One of my recent posts was about the costs of writing for free. Tim Kreider has written a great editorial on the same topic for the New York Times. Kreider correctly states that, like it or not, money is “how our culture defines value.” (“Our culture” refers to the USA — perhaps your culture is different, but I doubt it.)
Kreider points out that the Internet has led to an economy in which the marginal cost of consuming works of art, literature, music, or any other cultural content — such as knowledge — has in many cases sunk to zero. Profit is a near impossibility for anyone whose work “is easily digitized and accessed free of charge.” Don’t want to pay $1.99 for the new Eminem single? Copy the audio off of the YouTube video. Or just download a bootleg of the whole video to your phone. Or find some obscure but talented young musician who is willing to give her work away for free, in the hope that she’ll get enough exposure to eventually be able to earn an income doing what she enjoys doing.
How does this relate to me, an academic, you ask?
I’ve been trained in some very specialized skills, but the product that is often generated by those skills is now available to the unwashed masses via the Internet. The quality may not be as good as what I can provide (at least one hopes this is the case), but the vastly greater quantity, instant accessibility, and zero cost more than make up for lesser quality in the minds of most consumers. Only a very very few of the people who listen to music insist on doing it with vinyl records played on a Caliburn Continuum turntable.

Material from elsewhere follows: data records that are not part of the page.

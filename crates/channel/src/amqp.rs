//! RabbitMQ command channel.
//!
//! Commands are published to the participant's durable queue through the
//! default exchange. The AMQP `type` property carries the command name.
//! Replies come back over RabbitMQ direct reply-to and are matched on the
//! correlation id. Consumers take one unacknowledged message at a time and
//! acknowledge only after the reply is published, so a consumer that dies
//! mid-command gets it redelivered.

use std::collections::HashMap;
use std::sync::{Arc, Mutex};
use std::time::Duration;

use async_trait::async_trait;
use common::{Participant, ParticipantError};
use futures_util::StreamExt;
use lapin::options::{
    BasicAckOptions, BasicConsumeOptions, BasicPublishOptions, BasicQosOptions,
    QueueDeclareOptions,
};
use lapin::types::FieldTable;
use lapin::{BasicProperties, Channel, Connection, ConnectionProperties};
use tokio::sync::oneshot;
use tokio::task::JoinHandle;
use tracing::{debug, error, info, warn};

use crate::CommandChannel;
use crate::error::{ChannelError, Result};
use crate::handler::{CommandHandler, Reply};

const REPLY_TO: &str = "amq.rabbitmq.reply-to";

/// Connection settings for [`AmqpCommandChannel`].
#[derive(Debug, Clone)]
pub struct AmqpConfig {
    /// AMQP connection URL (e.g., amqp://localhost:5672).
    pub url: String,
    /// How long a sender waits for a reply.
    pub timeout: Duration,
    /// Unacknowledged commands per consumer.
    pub prefetch: u16,
}

impl AmqpConfig {
    pub fn new(url: impl Into<String>) -> Self {
        Self {
            url: url.into(),
            timeout: Duration::from_secs(5),
            prefetch: 1,
        }
    }
}

type Pending = Arc<Mutex<HashMap<String, oneshot::Sender<Vec<u8>>>>>;

/// Command channel over RabbitMQ.
pub struct AmqpCommandChannel {
    connection: Connection,
    channel: Channel,
    pending: Pending,
    config: AmqpConfig,
}

fn transport(context: &str, e: lapin::Error) -> ChannelError {
    ChannelError::Transport(format!("{context}: {e}"))
}

async fn declare_queue(channel: &Channel, participant: Participant) -> Result<()> {
    channel
        .queue_declare(
            participant.queue(),
            QueueDeclareOptions {
                durable: true,
                ..Default::default()
            },
            FieldTable::default(),
        )
        .await
        .map_err(|e| transport("Failed to declare queue", e))?;
    Ok(())
}

impl AmqpCommandChannel {
    /// Connects, declares every participant queue and starts the reply listener.
    pub async fn connect(config: AmqpConfig) -> Result<Self> {
        let connection = Connection::connect(&config.url, ConnectionProperties::default())
            .await
            .map_err(|e| transport("Failed to connect", e))?;
        let channel = connection
            .create_channel()
            .await
            .map_err(|e| transport("Failed to create channel", e))?;

        for participant in Participant::ALL {
            declare_queue(&channel, participant).await?;
        }

        // Direct reply-to requires consuming in no-ack mode before publishing.
        let mut replies = channel
            .basic_consume(
                REPLY_TO,
                "checkout-orchestrator",
                BasicConsumeOptions {
                    no_ack: true,
                    ..Default::default()
                },
                FieldTable::default(),
            )
            .await
            .map_err(|e| transport("Failed to consume replies", e))?;

        let pending: Pending = Arc::new(Mutex::new(HashMap::new()));
        let router = pending.clone();
        tokio::spawn(async move {
            while let Some(delivery) = replies.next().await {
                let delivery = match delivery {
                    Ok(delivery) => delivery,
                    Err(e) => {
                        error!(error = %e, "Reply consumer failed");
                        break;
                    }
                };
                let Some(correlation_id) = delivery.properties.correlation_id().clone() else {
                    warn!("Reply without correlation id");
                    continue;
                };
                let waiter = router.lock().unwrap().remove(correlation_id.as_str());
                match waiter {
                    Some(waiter) => {
                        let _ = waiter.send(delivery.data);
                    }
                    None => debug!(%correlation_id, "Late reply discarded"),
                }
            }
        });

        info!(url = %config.url, "Connected to AMQP");
        Ok(Self {
            connection,
            channel,
            pending,
            config,
        })
    }

    /// Consumes the handler's participant queue until the connection closes.
    pub async fn serve(&self, handler: Arc<dyn CommandHandler>) -> Result<JoinHandle<()>> {
        let participant = handler.participant();
        let channel = self
            .connection
            .create_channel()
            .await
            .map_err(|e| transport("Failed to create channel", e))?;
        declare_queue(&channel, participant).await?;
        channel
            .basic_qos(self.config.prefetch, BasicQosOptions::default())
            .await
            .map_err(|e| transport("Failed to set prefetch", e))?;

        let mut consumer = channel
            .basic_consume(
                participant.queue(),
                &format!("{participant}-service"),
                BasicConsumeOptions::default(),
                FieldTable::default(),
            )
            .await
            .map_err(|e| transport("Failed to start consumer", e))?;

        info!(queue = participant.queue(), "Consuming commands");
        Ok(tokio::spawn(async move {
            while let Some(delivery) = consumer.next().await {
                let delivery = match delivery {
                    Ok(delivery) => delivery,
                    Err(e) => {
                        error!(error = %e, %participant, "Command consumer failed");
                        break;
                    }
                };

                let command = delivery
                    .properties
                    .kind()
                    .as_ref()
                    .map(|k| k.as_str().to_string())
                    .unwrap_or_default();
                let result = match serde_json::from_slice::<serde_json::Value>(&delivery.data) {
                    Ok(payload) => handler.handle(&command, payload).await,
                    Err(e) => Err(ParticipantError::InvalidCommand {
                        command: command.clone(),
                        reason: e.to_string(),
                    }),
                };

                if let (Some(reply_to), Some(correlation_id)) = (
                    delivery.properties.reply_to().clone(),
                    delivery.properties.correlation_id().clone(),
                ) {
                    let body = match serde_json::to_vec(&Reply::from(result)) {
                        Ok(body) => body,
                        Err(e) => {
                            error!(error = %e, command, "Failed to encode reply");
                            continue;
                        }
                    };
                    let properties = BasicProperties::default()
                        .with_correlation_id(correlation_id)
                        .with_content_type("application/json".to_string().into());
                    if let Err(e) = channel
                        .basic_publish(
                            "",
                            reply_to.as_str(),
                            BasicPublishOptions::default(),
                            &body,
                            properties,
                        )
                        .await
                    {
                        // Leave unacked; the broker redelivers on channel close.
                        error!(error = %e, command, "Failed to publish reply");
                        continue;
                    }
                }

                if let Err(e) = delivery.ack(BasicAckOptions::default()).await {
                    error!(error = %e, command, "Failed to ack command");
                }
            }
        }))
    }
}

#[async_trait]
impl CommandChannel for AmqpCommandChannel {
    #[tracing::instrument(skip(self, participant, payload), fields(participant = %participant))]
    async fn send(
        &self,
        participant: Participant,
        command: &str,
        payload: serde_json::Value,
    ) -> Result<serde_json::Value> {
        let correlation_id = uuid::Uuid::new_v4().to_string();
        let body = serde_json::to_vec(&payload)?;
        let (tx, rx) = oneshot::channel();
        self.pending
            .lock()
            .unwrap()
            .insert(correlation_id.clone(), tx);

        let properties = BasicProperties::default()
            .with_correlation_id(correlation_id.clone().into())
            .with_reply_to(REPLY_TO.to_string().into())
            .with_kind(command.to_string().into())
            .with_content_type("application/json".to_string().into())
            .with_delivery_mode(2);

        let published = self
            .channel
            .basic_publish(
                "",
                participant.queue(),
                BasicPublishOptions::default(),
                &body,
                properties,
            )
            .await;
        if let Err(e) = published {
            self.pending.lock().unwrap().remove(&correlation_id);
            return Err(transport("Failed to publish command", e));
        }

        let timeout = self.config.timeout;
        let bytes = match tokio::time::timeout(timeout, rx).await {
            Ok(Ok(bytes)) => bytes,
            _ => {
                self.pending.lock().unwrap().remove(&correlation_id);
                metrics::counter!("channel_timeouts_total", "participant" => participant.as_str())
                    .increment(1);
                warn!(command, ?timeout, "No reply received");
                return Err(ChannelError::Timeout {
                    participant,
                    command: command.to_string(),
                    timeout,
                });
            }
        };

        match serde_json::from_slice::<Reply>(&bytes)? {
            Reply::Ok(value) => Ok(value),
            Reply::Err(source) => Err(ChannelError::Rejected {
                participant,
                command: command.to_string(),
                source,
            }),
        }
    }
}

If the folks who are really talented at creating content don’t earn what they think they should be paid, they decrease the quality of what they create or they simply don’t bother creating it in the first place. They leave teaching, writing, composing, or performing, and go into some other line of work, like plumbing (many of us already wish we earned as much as our plumbers do). The artistic world then becomes a morass of meaningless and utterly boring vlogs. In more jargon-laden terms, the incentives of the new economy lead to an equilibrium of mediocrity.
I see no solution to this problem for the vast majority of people employed in academia.